From: "Mike Rapoport (Microsoft)" <rppt@kernel.org>

Currently execmem_cache_free() ignores potential allocation failures that
may happen in execmem_cache_add(). Besides, it uses text poking to fill the
memory with trapping instructions before returning it to cache although it
would be more efficient to make that memory writable, update it using
memcpy and then restore ROX protection.

Rework execmem_cache_free() so that in case of an error it will defer
freeing of the memory to a delayed work.

With this the happy fast path will now change permissions to RW, fill the
memory with trapping instructions using memcpy, restore ROX permissions,
add the memory back to the free cache and clear the relevant entry in
busy_areas.

If any step in the fast path fails, the entry in busy_areas will be marked
as pending_free.

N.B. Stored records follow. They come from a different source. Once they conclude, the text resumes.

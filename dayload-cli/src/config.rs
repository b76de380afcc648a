use anyhow::{Context, Result};
use dayload::{FileStoreConfig, LoaderConfig};
use serde::{Deserialize, Serialize};
use std::fs;
use std::path::{Path, PathBuf};

/// CLI configuration file
///
/// ```yaml
/// loader:
///   base_url: "http://localhost:8080"
///   max_concurrency: 6
/// logging:
///   level: "info"
/// storage:
///   path: "./data/dayload"
///   max_bytes: 5242880
/// ```
#[derive(Debug, Clone, Default, Serialize, Deserialize)]
#[serde(default)]
pub struct CliConfig {
    pub loader: LoaderConfig,
    pub logging: LoggingConfig,
    pub storage: StorageConfig,
}

#[derive(Debug, Clone, Serialize, Deserialize)]
#[serde(default)]
pub struct LoggingConfig {
    pub level: String,
}

impl Default for LoggingConfig {
    fn default() -> Self {
        Self {
            level: "info".to_string(),
        }
    }
}

#[derive(Debug, Clone, Serialize, Deserialize)]
#[serde(default)]
pub struct StorageConfig {
    pub path: PathBuf,
    pub max_bytes: Option<u64>,
}

impl Default for StorageConfig {
    fn default() -> Self {
        let defaults = FileStoreConfig::default();
        Self {
            path: defaults.directory,
            max_bytes: defaults.max_bytes,
        }
    }
}

impl CliConfig {
    /// Load configuration from YAML file
    pub fn from_file<P: AsRef<Path>>(path: P) -> Result<Self> {
        let path = path.as_ref();
        let content = fs::read_to_string(path)
            .with_context(|| format!("Failed to read config file {}", path.display()))?;
        let config: CliConfig = serde_yaml::from_str(&content)
            .with_context(|| format!("Failed to parse config file {}", path.display()))?;
        config.loader.validate()?;
        Ok(config)
    }

    pub fn file_store_config(&self) -> FileStoreConfig {
        FileStoreConfig {
            directory: self.storage.path.clone(),
            max_bytes: self.storage.max_bytes,
        }
    }
}
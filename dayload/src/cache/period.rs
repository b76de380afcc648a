//! Daily validity window
//!
//! Cached data is refreshed once per business day at `refresh_hour`. The
//! current window starts at the most recent occurrence of that hour: today if
//! the hour has already passed, otherwise yesterday.

use crate::error::{LoaderError, Result};
use chrono::{
    DateTime, Days, Duration as ChronoDuration, FixedOffset, LocalResult, NaiveTime, TimeZone,
};

pub const DEFAULT_REFRESH_HOUR: u8 = 8;

/// Reject hours outside `0..=23`
pub fn validate_refresh_hour(hour: i64) -> Result<u8> {
    if (0..=23).contains(&hour) {
        Ok(hour as u8)
    } else {
        Err(LoaderError::Config(format!(
            "refresh hour must be within 0..=23, got {}",
            hour
        )))
    }
}

/// Start of the window containing `now`.
///
/// The boundary is resolved in `now`'s own time zone, so the previous day's
/// refresh hour carries that day's UTC offset across DST changes. A refresh
/// hour skipped by a spring-forward gap resolves to the first instant after
/// the gap; a repeated hour resolves to its earlier occurrence.
pub fn period_start<Tz: TimeZone>(
    now: &DateTime<Tz>,
    refresh_hour: u8,
) -> DateTime<FixedOffset> {
    let boundary_time =
        NaiveTime::from_hms_opt(u32::from(refresh_hour.min(23)), 0, 0).unwrap_or(NaiveTime::MIN);

    let local = now.naive_local();
    let mut day = local.date();
    if local.time() < boundary_time {
        day = day.checked_sub_days(Days::new(1)).unwrap_or(day);
    }

    let boundary = day.and_time(boundary_time);
    let tz = now.timezone();
    let resolved = match tz.from_local_datetime(&boundary) {
        LocalResult::Single(t) => Some(t),
        LocalResult::Ambiguous(earliest, _) => Some(earliest),
        LocalResult::None => tz
            .from_local_datetime(&(boundary + ChronoDuration::hours(1)))
            .earliest(),
    };
    resolved.unwrap_or_else(|| now.clone()).fixed_offset()
}

/// Millisecond form of [`period_start`]
pub fn period_start_millis<Tz: TimeZone>(now: &DateTime<Tz>, refresh_hour: u8) -> i64 {
    period_start(now, refresh_hour).timestamp_millis()
}

/// Whether a value written at `created_at_ms` is still inside the window.
pub fn is_fresh<Tz: TimeZone>(created_at_ms: i64, now: &DateTime<Tz>, refresh_hour: u8) -> bool {
    created_at_ms >= period_start_millis(now, refresh_hour)
}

These entries will be handled by a delayed work and freed
asynchronously.

To make the fast path faster, use __GFP_NORETRY for memory allocations and
let asynchronous handler try harder with GFP_KERNEL.

Signed-off-by: Mike Rapoport (Microsoft) <rppt@kernel.org>
---
 mm/execmem.c | 120 +++++++++++++++++++++++++++++++++++++++++----------
 1 file changed, 97 insertions(+), 23 deletions(-)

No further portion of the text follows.